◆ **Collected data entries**

****

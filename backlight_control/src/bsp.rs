/// Digital outputs, as exposed by the GPIO matrix of the chip
pub mod gpio {
    use no_std_compat::fmt::Debug;

    #[derive(Clone, Debug, Eq, PartialEq, Copy)]
    pub enum Direction {
        Disabled,
        Input,
        Output,
    }

    /// GPIO driver. Pins are addressed by their number, the same way the chip datasheet does.
    pub trait DigitalIo {
        type Error: Debug;

        /// true if the pin exists and can drive an output
        fn is_valid_output(&self, pin: u8) -> bool;
        /// Routes the pad of the pin to the GPIO function (instead of a peripheral)
        fn select_pad(&self, pin: u8);
        fn set_direction(&self, pin: u8, direction: Direction) -> Result<(), Self::Error>;
        /// Static polarity inversion of the output signal
        fn set_output_inverted(&self, pin: u8, inverted: bool);
        fn set_level(&self, pin: u8, high: bool) -> Result<(), Self::Error>;
    }
}

/// LEDC-like PWM peripheral: a handful of timers, each shared by any number of channels.
pub mod pwm {
    use no_std_compat::fmt::Debug;

    #[derive(Clone, Debug, Eq, PartialEq, Copy)]
    pub enum SpeedMode {
        LowSpeed,
        HighSpeed,
    }

    #[derive(Clone, Debug, Eq, PartialEq, Copy)]
    pub enum ClockSource {
        /// Let the driver pick a source which can produce the requested frequency
        Auto,
        Apb,
        RefTick,
    }

    #[derive(Clone, Debug, Eq, PartialEq, Copy)]
    pub struct TimerConfig {
        pub speed_mode: SpeedMode,
        pub timer: u8,
        pub resolution_bits: u8,
        pub freq_hz: u32,
        pub clock: ClockSource,
    }

    #[derive(Clone, Debug, Eq, PartialEq, Copy)]
    pub struct ChannelConfig {
        pub speed_mode: SpeedMode,
        pub channel: u8,
        pub pin: u8,
        pub timer: u8,
        pub duty: u32,
        pub hpoint: u32,
        pub invert: bool,
    }

    /// PWM driver. [set_duty] only stages the value, it reaches the output after [update_duty].
    pub trait PwmPeripheral {
        type Error: Debug;

        fn configure_timer(&self, config: &TimerConfig) -> Result<(), Self::Error>;
        fn configure_channel(&self, config: &ChannelConfig) -> Result<(), Self::Error>;
        fn set_duty(&self, speed_mode: SpeedMode, channel: u8, duty: u32) -> Result<(), Self::Error>;
        fn update_duty(&self, speed_mode: SpeedMode, channel: u8) -> Result<(), Self::Error>;
        /// Stops the channel and holds the output at the given idle level
        fn stop(&self, speed_mode: SpeedMode, channel: u8, idle_high: bool) -> Result<(), Self::Error>;
    }
}
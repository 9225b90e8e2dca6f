use esp_idf_svc::hal::delay::FreeRtos;
use esp_idf_svc::log::EspLogger;
use log::*;

use backlight_control::backlight::Backlight;
use backlight_control::config::BacklightConfig;

use crate::gpio::EspGpio;
use crate::ledc::EspLedc;

mod gpio;
mod ledc;

/// TTGO T-Display
const BACKLIGHT: BacklightConfig = BacklightConfig::pwm(4, 0, 0);
const FADE_STEP: usize = 5;

fn main() -> Result<(), Box<dyn std::error::Error>> {
    // It is necessary to call this function once. Otherwise some patches to the runtime
    // implemented by esp-idf-sys might not link properly. See https://github.com/esp-rs/esp-idf-template/issues/71
    esp_idf_svc::sys::link_patches();

    EspLogger::initialize_default();
    set_max_level(LevelFilter::Info);

    let gpio = EspGpio;
    let ledc = EspLedc;
    let mut backlight = Backlight::new(&BACKLIGHT, &gpio, &ledc).map_err(|e| e.to_string())?;

    // fade in and out forever
    loop {
        for percent in (0..=100).chain((0..100).rev()).step_by(FADE_STEP) {
            backlight.set_brightness(percent);
            FreeRtos::delay_ms(50);
        }
        info!("LCD backlight faded {:?}", backlight.output());
    }
}
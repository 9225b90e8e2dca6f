use std::io;
use std::io::Stdout;

use clap::Parser;
use crossterm::event::{self, Event as CEvent, KeyCode};
use crossterm::terminal::{disable_raw_mode, enable_raw_mode};
use log::info;
use tui::backend::CrosstermBackend;
use tui::layout::{Alignment, Constraint, Direction, Layout};
use tui::style::{Color, Style};
use tui::text::{Span, Spans};
use tui::widgets::{Block, BorderType, Borders, Paragraph};
use tui::Terminal;

use backlight_control::backlight::{Backlight, Output};
use backlight_control::config::BacklightConfig;

use crate::sim_gpio::SimGpio;
use crate::sim_ledc::{SimLedc, CHANNELS, TIMERS};

mod sim_error;
mod sim_gpio;
mod sim_ledc;

type SimBacklight<'a> = Backlight<'a, SimGpio, SimLedc>;

/// Dims a simulated LCD backlight from the keyboard
#[derive(Parser, Debug)]
#[command(version, about)]
struct Args {
    /// GPIO the backlight is wired to
    #[arg(long, default_value_t = 23)]
    gpio: u8,
    /// Switch the backlight on and off instead of dimming it with PWM
    #[arg(long)]
    digital: bool,
    /// LEDC channel
    #[arg(long, default_value_t = 0, value_parser = clap::value_parser!(u8).range(0..CHANNELS as i64))]
    channel: u8,
    /// LEDC timer
    #[arg(long, default_value_t = 0, value_parser = clap::value_parser!(u8).range(0..TIMERS as i64))]
    timer: u8,
    /// Backlight is lit when the pin is low
    #[arg(long)]
    invert: bool,
    /// Initial brightness in percent
    #[arg(long, default_value_t = 50, allow_negative_numbers = true)]
    brightness: i32,
    /// Brightness change per key press
    #[arg(long, default_value_t = 10)]
    step: i32,
}

impl Args {
    fn backlight_config(&self) -> BacklightConfig {
        let config = if self.digital {
            BacklightConfig::digital(self.gpio)
        } else {
            BacklightConfig::pwm(self.gpio, self.channel, self.timer)
        };
        config.inverted(self.invert)
    }
}

fn main() -> Result<(), Box<dyn std::error::Error>> {
    env_logger::Builder::from_env(env_logger::Env::default().default_filter_or("warn")).init();
    let args = Args::parse();
    let config = args.backlight_config();

    let gpio = SimGpio::new();
    let ledc = SimLedc::new();
    let mut backlight = Backlight::new(&config, &gpio, &ledc).map_err(|e| e.to_string())?;
    backlight.set_brightness(args.brightness);

    enable_raw_mode()?;
    let backend = CrosstermBackend::new(io::stdout());
    let mut terminal = Terminal::new(backend)?;
    terminal.clear()?;

    let result = run(&mut terminal, &mut backlight, &config, &gpio, &ledc, args.step);

    disable_raw_mode()?;
    terminal.clear()?;
    terminal.show_cursor()?;

    let output = backlight.output();
    backlight.delete();
    info!("Backlight deleted");
    for line in report(output, &gpio, &ledc) {
        println!("{}", line);
    }

    Ok(result?)
}

fn run(
    terminal: &mut Terminal<CrosstermBackend<Stdout>>,
    backlight: &mut SimBacklight<'_>,
    config: &BacklightConfig,
    gpio: &SimGpio,
    ledc: &SimLedc,
    step: i32,
) -> io::Result<()> {
    loop {
        let output = backlight.output();
        draw_tui(
            terminal,
            backlight.brightness(),
            lit_fraction(output, config, gpio, ledc),
            &report(output, gpio, ledc),
        )?;

        if let CEvent::Key(key) = event::read()? {
            let brightness = backlight.brightness() as i32;
            match key.code {
                KeyCode::Esc | KeyCode::Char('q') => return Ok(()),
                KeyCode::Up | KeyCode::Right | KeyCode::Char('+') => {
                    backlight.set_brightness(brightness + step)
                }
                KeyCode::Down | KeyCode::Left | KeyCode::Char('-') => {
                    backlight.set_brightness(brightness - step)
                }
                KeyCode::Char('f') => backlight.on(),
                KeyCode::Char('0') => backlight.off(),
                KeyCode::Char(digit @ '1'..='9') => {
                    let tens = digit.to_digit(10).unwrap_or(0) as i32;
                    backlight.set_brightness(tens * 10)
                }
                _ => {}
            }
        }
    }
}

/// How much light the panel emits, 0.0..=1.0. An inverted backlight is lit while the pad is low.
fn lit_fraction(output: Output, config: &BacklightConfig, gpio: &SimGpio, ledc: &SimLedc) -> f64 {
    let pad_high = match output {
        Output::Pwm { channel } => ledc.pad_high_fraction(channel).unwrap_or(0.0),
        Output::Digital { pin } => match gpio.pin(pin) {
            Some(state) if state.pad_high() => 1.0,
            _ => 0.0,
        },
    };
    if config.output_invert {
        1.0 - pad_high
    } else {
        pad_high
    }
}

/// Register view of the peripheral behind the backlight
fn report(output: Output, gpio: &SimGpio, ledc: &SimLedc) -> Vec<String> {
    match output {
        Output::Pwm { channel } => {
            let mut lines = vec![];
            if let Some(state) = ledc.channel(channel) {
                lines.push(format!(
                    "LEDC channel {} -> GPIO {}: {}",
                    channel,
                    state.pin,
                    if state.running { "running" } else { "stopped" }
                ));
                lines.push(format!(
                    "duty: {}{}",
                    state.duty,
                    if state.invert { " (inverted)" } else { "" }
                ));
                if let Some(timer) = ledc.timer(state.timer) {
                    lines.push(format!(
                        "timer {}: {} bit @ {} Hz, {:?} clock",
                        state.timer, timer.resolution_bits, timer.freq_hz, timer.clock
                    ));
                }
            }
            lines
        }
        Output::Digital { pin } => match gpio.pin(pin) {
            Some(state) => vec![
                format!(
                    "GPIO {}: {:?}{}, pad {}",
                    pin,
                    state.direction,
                    if state.inverted { " (inverted)" } else { "" },
                    if state.pad_selected { "selected" } else { "not selected" }
                ),
                format!(
                    "level: {}, pad: {}",
                    state.level as u8,
                    if state.pad_high() { "high" } else { "low" }
                ),
            ],
            None => vec![],
        },
    }
}

fn draw_tui(
    terminal: &mut Terminal<CrosstermBackend<Stdout>>,
    brightness: u8,
    lit: f64,
    lines: &[String],
) -> io::Result<()> {
    terminal.draw(|rect| {
        let size = rect.size();
        let vertical_layout = Layout::default()
            .direction(Direction::Vertical)
            .margin(2)
            .constraints([Constraint::Length(3), Constraint::Min(2), Constraint::Length(2)].as_ref())
            .split(size);

        let width = vertical_layout[0].width.saturating_sub(2) as f64;
        let panel_paragraph = Paragraph::new(Spans::from(Span::styled(
            " ".repeat((width * lit).round() as usize),
            Style::default().bg(Color::Rgb(253, 244, 220)),
        )))
        .alignment(Alignment::Left)
        .block(
            Block::default()
                .title("LCD")
                .borders(Borders::ALL)
                .border_type(BorderType::Rounded),
        );

        let mut text = vec![Spans::from(Span::raw(format!("brightness: {}%", brightness)))];
        text.extend(lines.iter().map(|line| Spans::from(Span::raw(line.clone()))));
        let sim_paragraph = Paragraph::new(text).alignment(Alignment::Left);

        let help_paragraph = Paragraph::new(Spans::from(Span::raw(
            "+/-: dim   1..9: 10%..90%   f: full   0: off   q: quit",
        )))
        .block(Block::default().borders(Borders::TOP));

        rect.render_widget(panel_paragraph, vertical_layout[0]);
        rect.render_widget(sim_paragraph, vertical_layout[1]);
        rect.render_widget(help_paragraph, vertical_layout[2]);
    })?;
    Ok(())
}
use no_std_compat::fmt::{self, Display, Formatter};

/// Recoverable errors of [crate::backlight::Backlight::new]. Peripheral failures are not
/// reported here, misconfigured hardware has no safe fallback and panics instead.
#[derive(Clone, Debug, Eq, PartialEq, Copy)]
pub enum Error {
    /// The pin does not exist or can not drive an output
    InvalidPin { pin: u8 },
}

impl Display for Error {
    fn fmt(&self, f: &mut Formatter<'_>) -> fmt::Result {
        match self {
            Error::InvalidPin { pin } => write!(f, "GPIO {} can not be used as an output", pin),
        }
    }
}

****

All that is needed is the exact run of lines above from the line containing "BacklightConfig::digital(self.gpio)" through the line containing "let backend = CrosstermBackend::new(io::stdout());", both of them included.

◆ **SOLVED PROBLEM**
            BacklightConfig::digital(self.gpio)
        } else {
            BacklightConfig::pwm(self.gpio, self.channel, self.timer)
        };
        config.inverted(self.invert)
    }
}

fn main() -> Result<(), Box<dyn std::error::Error>> {
    env_logger::Builder::from_env(env_logger::Env::default().default_filter_or("warn")).init();
    let args = Args::parse();
    let config = args.backlight_config();

    let gpio = SimGpio::new();
    let ledc = SimLedc::new();
    let mut backlight = Backlight::new(&config, &gpio, &ledc).map_err(|e| e.to_string())?;
    backlight.set_brightness(args.brightness);

    enable_raw_mode()?;
    let backend = CrosstermBackend::new(io::stdout());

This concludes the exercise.